The above steps are good as long as there is no long term misalignment between your goals and theirs. But when there are, this means that you will be expending more energy trying to get people to do their own jobs than you are expending energy to do your own job. This is not a heathy place to be.

This is when you should stop trying to build alliances and just try to move your dependency off that particuar team. This can take the form of outsourcing things done by this particular team currently. This can also mean that you get a new team allocated to you. Perhaps an option is to bring that function in to your team and stop depending on an external team. Whatever form this action takes, the end result must be the same. Your dependency on the external team is removed or reduced so that stakeholder management stops being the obstacle that it has been.

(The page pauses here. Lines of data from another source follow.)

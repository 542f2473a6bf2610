/// All database primary keys are PostgreSQL BIGSERIAL.
pub type DbId = i64;

/// All timestamps are UTC.
pub type Timestamp = chrono::DateTime<chrono::Utc>;

/// Opaque user identifier issued by the external auth provider (the JWT `sub`).
pub type UserId = String;
use std::sync::Arc;

use tempo_db::store::SurveyStore;

use crate::config::ServerConfig;

/// Shared application state available to all Axum handlers via `State<AppState>`.
///
/// Cheaply cloneable; everything is behind `Arc`.
#[derive(Clone)]
pub struct AppState {
    /// Survey persistence, PostgreSQL or in-memory.
    pub store: Arc<dyn SurveyStore>,
    pub config: Arc<ServerConfig>,
}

I have had to do the same when it turned out an IT support team within our organization was incapable of being responsive as much as we wanted them to be. They were responsible for infrastructure provisioning and even though they were on public cloud, provisioning a simple 2 tier app stack took weeks. The reason was were were not the companies main product line and thus features very less in their own KPIs. So we were never a priority for them. Once we outsourced it, we were always the priority since we were paying the bill.

Alliances

Once you have the basic stakeholder management practices in place, it is important to form strategic alliances. These maybe explicit or implicit, it does not really matter. What matters is that you and the other team lead have a common understanding of where you want your mutual organizations to end up in and what each of you are doing in order to achieve that. This kind of partnership allows you to move fast and take decisions that otherwise will have to go through numerous catch ups and sign off meetings. When you have formed an alliance you have an implicit trust put in place that allows you to take a decision almost unilaterally and have your allies interpret this in the best light possible rather than assume worst.

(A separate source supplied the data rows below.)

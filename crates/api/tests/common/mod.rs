#![allow(dead_code)]

use std::sync::Arc;

use axum::body::Body;
use axum::http::{Method, Request, Response};
use axum::Router;
use http_body_util::BodyExt;
use tower::ServiceExt;

use tempo_api::auth::jwt::{generate_access_token, JwtConfig};
use tempo_api::config::ServerConfig;
use tempo_api::router::build_app_router;
use tempo_api::state::AppState;
use tempo_db::store::MemorySurveyStore;

/// Build a test `ServerConfig` with safe defaults and a known JWT secret.
pub fn test_config() -> ServerConfig {
    ServerConfig {
        host: "127.0.0.1".to_string(),
        port: 0,
        cors_origins: vec!["http://localhost:8081".to_string()],
        request_timeout_secs: 30,
        database_url: None,
        jwt: JwtConfig {
            secret: "test-secret-that-is-long-enough-for-hmac".to_string(),
            audience: None,
            access_token_expiry_mins: 15,
        },
    }
}

/// Build the full application router over a fresh in-memory store.
///
/// The store is returned so tests can inspect it or arm failures.
pub fn build_test_app() -> (Router, Arc<MemorySurveyStore>) {
    let config = test_config();
    let store = Arc::new(MemorySurveyStore::new());

    let state = AppState {
        store: store.clone(),
        config: Arc::new(config.clone()),
    };

    (build_app_router(state, &config), store)
}

/// A valid bearer token for `user_id`.
pub fn token_for(user_id: &str) -> String {
    generate_access_token(user_id, &test_config().jwt).unwrap()
}

async fn send(
    app: Router,
    method: Method,
    uri: &str,
    user_id: Option<&str>,
    body: Option<serde_json::Value>,
) -> Response<Body> {
    let mut builder = Request::builder().method(method).uri(uri);
    if let Some(user_id) = user_id {
        builder = builder.header("authorization", format!("Bearer {}", token_for(user_id)));
    }

    let request = match body {
        Some(json) => builder
            .header("content-type", "application/json")
            .body(Body::from(serde_json::to_vec(&json).unwrap()))
            .unwrap(),
        None => builder.body(Body::empty()).unwrap(),
    };

    app.oneshot(request).await.unwrap()
}

/// Unauthenticated GET.
pub async fn get(app: Router, uri: &str) -> Response<Body> {
    send(app, Method::GET, uri, None, None).await
}

pub async fn get_as(app: Router, uri: &str, user_id: &str) -> Response<Body> {
    send(app, Method::GET, uri, Some(user_id), None).await
}

pub async fn post_json_as(
    app: Router,
    uri: &str,
    user_id: &str,
    body: serde_json::Value,
) -> Response<Body> {
    send(app, Method::POST, uri, Some(user_id), Some(body)).await
}

pub async fn put_json_as(
    app: Router,
    uri: &str,
    user_id: &str,
    body: serde_json::Value,
) -> Response<Body> {
    send(app, Method::PUT, uri, Some(user_id), Some(body)).await
}

pub async fn delete_as(app: Router, uri: &str, user_id: &str) -> Response<Body> {
    send(app, Method::DELETE, uri, Some(user_id), None).await
}

/// Collect a response body and parse it as JSON.
pub async fn body_json(response: Response<Body>) -> serde_json::Value {
    let bytes = response.into_body().collect().await.unwrap().to_bytes();
    serde_json::from_slice(&bytes).unwrap()
}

This is the most important outcome you want. If you get stuck in the quagmire of committee based decision making or you need to run to your common superior every time you need to take a decision, you will not be going anywhere in a hurry. If you are to move fast, you need this essential to be in place.

And there is one very important side effect of this - now you have a rant buddy. Day not going well - rant to your ally. Latest strategic plan stuck in committee - rant to your ally. You can do this safely in the knowledge that as long as you both agree on the goals of your organization, you can complain about not achieving your goals to each other. Considering how lonely team leaderships and management positions can be, this can be a lifeline!

Actionable Steps

To effectively implement stakeholder management and alliance building, consider the following steps:

  1. Identify Stakeholders: Understand, identify, and list down the key stakeholders who matter to your team.

  2. Define Their Goals: List the goals and objectives of these stakeholders to gain a better understanding of their priorities.

  3. Initiate Communication: Schedule an initial catch-up meeting with stakeholders to ensure alignment and confirm their goals. Ask open-ended questions like, “Is this still a priority for your team? How can we assist in achieving it?”

  4. Communicate Internally: Share the updated stakeholder goals and details with other senior team members to ensure everyone is on the same page.

  5. Strategic Planning: Determine your future actions using an appropriate stakeholder management model or framework.

By following these steps, you’ll be well-prepared to navigate the complex world of stakeholder management and build effective alliances for your organization’s success.

Last thoughts

Stakeholder management is a complex and intricate subjects. There are all kinds of academic theories of how this is supposed to work - from onion diagrams to quadrant based analysis. It does not really matter which model you use to start with as long as

  1. you understand the need to stakeholder management and alliance building
  2. you do not hold dogmatically on to one model

Once you have above two traits, you are set to navigate this complex subject space and put what you have learned to use.